The best Hackett could do was assert that State is “not currently aware” of any additional devices officially issued to Clinton, Abedin, and Mills that might contain subpoena-responsive material. But other devices they might have bought themselves, or accounts they might have created with Gmail, Yahoo, Microsoft, or whatever? Who knows?  ¯\_(ツ)_/¯

As with so much of the Clinton scandal, this is patently absurd.

We’re asked to accept that our mega-government – which monitors ordinary citizens in countless ways, and ruthlessly destroys them if they fail to swiftly and fully comply with records requests – can do nothing to ensure it has all legally-responsive government business documents from the Secretary of State and her top aides. Try those excuses with the IRS and see how far they get you.

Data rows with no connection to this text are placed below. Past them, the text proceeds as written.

//! Virtual device and recovery code.
//!
//! The virtual device is a permanent member of every epoch that exists only
//! as escrowed secrets. Its id and escrow key are derived from the recovery
//! code, so whoever holds the code can rebuild it on a fresh device:
//!
//! ```text
//! recovery code ──HKDF(info = "BackupRecoveryCode_v<ver>_<ident>_<user>")──► 48 bytes
//!                                                                    ├─ [0..16)  virtual device id
//!                                                                    └─ [16..48) escrow key
//! ```
//!
//! # Recovery Code Layout
//!
//! 40 ASCII characters: version, identifier, 34 entropy characters from a
//! 32-symbol alphabet, then 4 reserved error-correction characters. The KDF
//! input is characters `[3, 37)`, which is what deployed codes were
//! derived from.

mod recovery_secrets;

use std::fmt;

use labyrinth_crypto::{kdf_two_keys, util::ascii_bytes};
use tracing::{debug, info};
use zeroize::Zeroizing;

pub use self::recovery_secrets::{
    EncryptedRecoverySecrets, EncryptedRecoverySecretsSerialized, RecoveredSecrets,
};
use crate::{
    codec::BytesCodec,
    env::Environment,
    epoch::Epoch,
    error::{LabyrinthError, RecoveryError},
    key_bundle::{CommonPublicKeyBundle, VirtualDeviceKeyBundle},
    server::{GetVirtualDeviceRecoverySecretsBody, LabyrinthServerClient},
};

/// Length of a recovery code in characters
pub const RECOVERY_CODE_LENGTH: usize = 40;

/// Length of the virtual device id in bytes
pub const VIRTUAL_DEVICE_ID_LENGTH: usize = 16;

/// Length of the escrow key in bytes
pub const DECRYPTION_KEY_LENGTH: usize = 32;

const VERSION_NUMBER: char = '1';
const IDENTIFIER: char = '0';
const ENTROPY_LENGTH: usize = 34;
const ERROR_CORRECTION_PLACEHOLDER: &str = "XXXX";
const ALPHABET: &[u8; 32] = b"ACDEFHJKLMNPQRSTUVWXYZ0123456789";
const KDF_INPUT_START: usize = 3;
const KDF_INPUT_END: usize = 37;

/// Human-transcribable secret that rebuilds the virtual device.
#[derive(Clone)]
pub struct RecoveryCode(Zeroizing<String>);

impl RecoveryCode {
    /// Generate a fresh code.
    pub fn generate(env: &impl Environment) -> Self {
        let entropy: Zeroizing<[u8; ENTROPY_LENGTH]> = Zeroizing::new(env.random_array());

        let mut code = String::with_capacity(RECOVERY_CODE_LENGTH);
        code.push(VERSION_NUMBER);
        code.push(IDENTIFIER);
        code.extend(entropy.iter().map(|byte| ALPHABET[usize::from(*byte) % ALPHABET.len()] as char));
        // TODO: replace the placeholder with a real error-correction code
        code.push_str(ERROR_CORRECTION_PLACEHOLDER);

        debug_assert_eq!(code.len(), RECOVERY_CODE_LENGTH);
        Self(Zeroizing::new(code))
    }

    /// Accept user input as a recovery code.
    ///
    /// # Errors
    ///
    /// - `InvalidRecoveryCodeFormat`: not 40 ASCII characters
    pub fn parse(code: &str) -> Result<Self, RecoveryError> {
        if code.chars().count() != RECOVERY_CODE_LENGTH {
            return Err(RecoveryError::InvalidRecoveryCodeFormat {
                reason: "recovery code has to be 40 characters long",
            });
        }
        if !code.is_ascii() {
            return Err(RecoveryError::InvalidRecoveryCodeFormat {
                reason: "recovery code may only contain ASCII characters",
            });
        }
        Ok(Self(Zeroizing::new(code.to_owned())))
    }

    /// The code as shown to the user.
    pub fn as_str(&self) -> &str {
        &self.0
    }

    /// Derive the virtual device id and escrow key for `user_id`.
    pub fn derive_secrets(&self, user_id: &str) -> VirtualDeviceSecrets {
        let code = self.0.as_bytes();
        let ikm = &code[KDF_INPUT_START..KDF_INPUT_END];
        let info = format!("BackupRecoveryCode_v{}_{}_{user_id}", code[0] as char, code[1] as char);

        let Ok((id, decryption_key)) = kdf_two_keys(
            ikm,
            None,
            &ascii_bytes(&info),
            VIRTUAL_DEVICE_ID_LENGTH,
            DECRYPTION_KEY_LENGTH,
        ) else {
            unreachable!("48 bytes is within the HKDF-SHA256 output limit");
        };
        let decryption_key = Zeroizing::new(decryption_key);

        let Ok(id) = <[u8; VIRTUAL_DEVICE_ID_LENGTH]>::try_from(id.as_slice()) else {
            unreachable!("kdf_two_keys returns the requested lengths");
        };
        let Ok(decryption_key) = <[u8; DECRYPTION_KEY_LENGTH]>::try_from(decryption_key.as_slice())
        else {
            unreachable!("kdf_two_keys returns the requested lengths");
        };

        VirtualDeviceSecrets { id, decryption_key: Zeroizing::new(decryption_key) }
    }
}

impl fmt::Debug for RecoveryCode {
    fn fmt(&self, f: &mut fmt::Formatter<'_>) -> fmt::Result {
        f.write_str("RecoveryCode(..)")
    }
}

/// Identity and escrow key derived from a recovery code.
pub struct VirtualDeviceSecrets {
    /// Virtual device id, known to the server
    pub id: [u8; VIRTUAL_DEVICE_ID_LENGTH],
    /// Escrow key, never leaves the client
    pub decryption_key: Zeroizing<[u8; DECRYPTION_KEY_LENGTH]>,
}

/// A freshly created virtual device with its recovery material.
pub struct InitializedVirtualDevice {
    /// The virtual device
    pub virtual_device: VirtualDevice,
    /// Escrow key derived from `recovery_code`
    pub decryption_key: Zeroizing<[u8; DECRYPTION_KEY_LENGTH]>,
    /// Code to hand to the user
    pub recovery_code: RecoveryCode,
}

/// Recovery-code-derived principal that receives every epoch.
#[derive(Debug, Clone)]
pub struct VirtualDevice {
    id: [u8; VIRTUAL_DEVICE_ID_LENGTH],
    key_bundle: VirtualDeviceKeyBundle,
}

impl VirtualDevice {
    /// Create a virtual device with a fresh recovery code and fresh keys.
    pub fn initialize(user_id: &str, env: &impl Environment) -> InitializedVirtualDevice {
        let recovery_code = RecoveryCode::generate(env);
        let VirtualDeviceSecrets { id, decryption_key } = recovery_code.derive_secrets(user_id);
        let key_bundle = VirtualDeviceKeyBundle::generate(env);

        InitializedVirtualDevice {
            virtual_device: Self { id, key_bundle },
            decryption_key,
            recovery_code,
        }
    }

    /// Rebuild the virtual device from its recovery code.
    ///
    /// Returns the virtual device and the escrowed (genesis) epoch. Newer
    /// epochs are obtained by chaining forward as the virtual device.
    ///
    /// # Errors
    ///
    /// - `Recovery(InvalidRecoveryCodeFormat)`: malformed code
    /// - `Crypto(DecryptionFailed)`: escrow does not open under the code
    /// - `Recovery(CorruptedRecoverySecrets)`: escrow disagrees with the
    ///   virtual device the server vouches for
    pub async fn from_recovery_code(
        user_id: &str,
        recovery_code: &str,
        client: &impl LabyrinthServerClient,
        codec: &impl BytesCodec,
    ) -> Result<(Self, Epoch), LabyrinthError> {
        let VirtualDeviceSecrets { id, decryption_key } =
            RecoveryCode::parse(recovery_code)?.derive_secrets(user_id);

        let response = client
            .get_virtual_device_recovery_secrets(GetVirtualDeviceRecoverySecretsBody {
                virtual_device_id: codec.encode(&id),
            })
            .await?;

        let sealed = EncryptedRecoverySecrets::deserialize(
            &response.virtual_device_encrypted_recovery_secrets,
            codec,
        )?;
        let expected = CommonPublicKeyBundle::deserialize(
            &response.expected_virtual_device_public_key_bundle,
            codec,
        )?;
        let RecoveredSecrets { key_bundle, sequence_id, root_key } =
            sealed.decrypt(decryption_key.as_slice(), &expected, codec)?;

        debug!(epoch_id = %response.epoch_id, %sequence_id, "virtual device escrow opened");
        info!("virtual device recovered");

        Ok((Self { id, key_bundle }, Epoch::new(response.epoch_id, sequence_id, *root_key)))
    }

    /// Derived 16-byte id.
    pub fn id(&self) -> &[u8; VIRTUAL_DEVICE_ID_LENGTH] {
        &self.id
    }

    /// Keys of the virtual device.
    pub fn key_bundle(&self) -> &VirtualDeviceKeyBundle {
        &self.key_bundle
    }
}
//! Byte helpers shared by the protocol layers

/// Latin-1 bytes of a protocol label.
///
/// Labels and decimal sequence ids are ASCII, so this is the UTF-8 encoding
/// for every string the protocol feeds into a KDF or AEAD.
pub fn ascii_bytes(label: &str) -> Vec<u8> {
    label.as_bytes().to_vec()
}

/// Concatenate byte slices into one buffer.
pub fn concat(parts: &[&[u8]]) -> Vec<u8> {
    let total = parts.iter().map(|part| part.len()).sum();
    let mut out = Vec::with_capacity(total);
    for part in parts {
        out.extend_from_slice(part);
    }
    out
}

#[cfg(test)]
mod tests {
    use super::*;

    #[test]
    fn concat_preserves_order() {
        assert_eq!(concat(&[b"ab", b"", b"c"]), b"abc");
    }

    #[test]
    fn concat_of_nothing_is_empty() {
        assert!(concat(&[]).is_empty());
    }

    #[test]
    fn ascii_label_bytes() {
        assert_eq!(ascii_bytes("epoch_7"), b"epoch_7");
    }
}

The State Department is effectively telling the court that it has to take Clinton, Abedin, and Mills on faith when they say they’ve handed over all of the records that were requested. In this case, since Abedin is under scrutiny for a suspicious arrangement in which conflict-of-interest laws were waived so she could do private work for a company that could benefit from State Department connections, the idea that she should be trusted implicitly to provide every email the court needs to see is preposterous. The judge only gets to see incriminating evidence she was foolish enough to send through her official State Department account?

Our ultra-powerful, regulation-obsessed, overfunded government sure does play fast and loose when it comes to the most basic, common-sense accountability measures for itself, doesn’t it?

Simple logic would suggest all government business must be conducted through official, secure, properly-archived email accounts. The only way to prevent people like the Clinton gang from disregarding those requirements and using less secure and transparent methods is to quickly and severely punish all such transgressions. Instead, everyone in the Obama Administration knows they can use whatever means they deem necessary to keep their shady dealings away from public scrutiny and congressional oversight – they openly denounce the latter as mere partisan sniping and boast of their defiance.

“The State Department refused to answer questions about what is even in its possession. Now we know that the Obama administration and Hillary Clinton have joined hands in this email scandal,” declared Judicial Watch president Tom Fitton, understandably unsatisfied by State’s response. “It is now clear that Mrs. Clinton is withholding servers and emails from the FBI and Justice Department, and Judge Sullivan is being misled to conclude otherwise. We will seek appropriate relief from the court.”